Présentation de l’éditeur

Contrairement à une idée reçue, les trois quarts des retraites sont calculées en fonction du salaire et non pas des cotisations versées : elles sont le salaire qui se poursuit, et non un revenu différé dans le temps. Près de dix ans après le succès de L’Enjeu des retraites, les événements confirment la pertinence de ses analyses : faute de promouvoir la généralisation du droit au salaire des retraités, les opposants sont impuissants pour contrer des réformes qui nient ce droit et veulent le remplacer par le différé des cotisations.

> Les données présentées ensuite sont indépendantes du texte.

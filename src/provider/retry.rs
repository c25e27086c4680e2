//! Bounded retry with linear backoff, driven by the [`CallError`] tag.

use super::backend::CallError;
use crate::types::ProviderConfig;
use std::future::Future;
use std::time::Duration;

#[derive(Debug, Clone, Copy)]
pub struct RetryPolicy {
    /// Retries after the first attempt.
    pub max_retries: u32,
    /// Backoff unit; retry `n` sleeps `unit * (n + 1)`.
    pub unit: Duration,
}

impl RetryPolicy {
    pub fn from_config(config: &ProviderConfig) -> Self {
        Self {
            max_retries: config.call_retries,
            unit: config.retry_sleep(),
        }
    }

    pub fn none() -> Self {
        Self {
            max_retries: 0,
            unit: Duration::ZERO,
        }
    }

    pub fn backoff(&self, retry: u32) -> Duration {
        self.unit * (retry + 1)
    }

    /// Run `op` until it succeeds, fails fatally, or retries run out.
    pub async fn run<T, F, Fut>(&self, tool: &str, mut op: F) -> Result<T, CallError>
    where
        F: FnMut() -> Fut,
        Fut: Future<Output = Result<T, CallError>>,
    {
        let mut retry = 0;
        loop {
            match op().await {
                Ok(value) => return Ok(value),
                Err(CallError::Retryable(message)) if retry < self.max_retries => {
                    retry += 1;
                    tracing::warn!(tool, attempt = retry, error = %message, "tool_call_retry");
                    tokio::time::sleep(self.backoff(retry)).await;
                }
                Err(err) => return Err(err),
            }
        }
    }
}

#[cfg(test)]
mod tests {
    use super::*;
    use std::sync::atomic::{AtomicU32, Ordering};

    fn policy(max_retries: u32) -> RetryPolicy {
        RetryPolicy {
            max_retries,
            unit: Duration::from_millis(1),
        }
    }

    #[tokio::test]
    async fn test_retryable_then_success() {
        let counter = AtomicU32::new(0);
        let attempts = &counter;
        let out = policy(2)
            .run("t", move || async move {
                if attempts.fetch_add(1, Ordering::SeqCst) == 0 {
                    Err(CallError::Retryable("Read timed out".into()))
                } else {
                    Ok(7)
                }
            })
            .await;
        assert_eq!(out, Ok(7));
        assert_eq!(counter.load(Ordering::SeqCst), 2);
    }

    #[tokio::test]
    async fn test_fatal_not_retried() {
        let counter = AtomicU32::new(0);
        let attempts = &counter;
        let out: Result<(), _> = policy(3)
            .run("t", move || async move {
                attempts.fetch_add(1, Ordering::SeqCst);
                Err(CallError::Fatal("bad".into()))
            })
            .await;
        assert_eq!(out, Err(CallError::Fatal("bad".into())));
        assert_eq!(counter.load(Ordering::SeqCst), 1);
    }

    #[tokio::test]
    async fn test_retries_exhausted() {
        let counter = AtomicU32::new(0);
        let attempts = &counter;
        let out: Result<(), _> = policy(1)
            .run("t", move || async move {
                attempts.fetch_add(1, Ordering::SeqCst);
                Err(CallError::Retryable("Connection aborted".into()))
            })
            .await;
        assert!(out.unwrap_err().is_retryable());
        assert_eq!(counter.load(Ordering::SeqCst), 2);
    }

    #[test]
    fn test_linear_backoff() {
        let p = RetryPolicy {
            max_retries: 3,
            unit: Duration::from_millis(300),
        };
        assert_eq!(p.backoff(1), Duration::from_millis(600));
        assert_eq!(p.backoff(2), Duration::from_millis(900));
    }
}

Cette nouvelle version s’enrichit d’une longue introduction et d’une conclusion inédites qui, contre un dispositif de comptes à points, proposent d’unifier tous les régimes en assurant 100 % du meilleur salaire net, porté à 2300 euros minimum, quelle que soit la durée de la carrière. Le Travail, enjeu des retraites analyse le cœur du conflit des retraites : qu’est-ce que travailler ? Qui travaille ? Comment faire du salaire un droit politique de la personne, afin d’en finir avec le temps « après le travail » de la retraite, aussi contestable que le temps « avant le travail » de l’insertion des jeunes ou le temps « sans travail » du chômage ?

 

Pour une mobilisation communiste des retraités

La pension de retraite est calculée de sorte qu’elle remplace un salaire de référence selon la durée de carrière. Ce salaire continué, calculé sans tenir compte des cotisations (inexistantes au demeurant dans le régime qui a servi de modèle, celui de la fonction publique d’État), représente aujourd’hui, grâce aux conquis communistes du xxe siècle, les trois quarts des pensions: 240 milliards sur 320 milliards. Seule une petite minorité de régimes calculent la pension comme le revenu différé d’un cumul des cotisations. Contre ce « nous avons cotisé, nous avons droit » qui renvoie à la pratique capitaliste du travail, c’est un droit communiste au salaire libéré du marché du travail qui est donc en majorité garanti aux retraités. Mais il est resté impensé: en témoigne la surprise (quand ce n’est pas la dénégation) suscitée par le rappel que c’est comme droit au salaire et non comme différé des cotisations que notre système de retraite s’est construit! Et cet impensé met en péril l’affirmation d’un droit politique à la qualification de la personne, et du salaire à vie qui lui est lié.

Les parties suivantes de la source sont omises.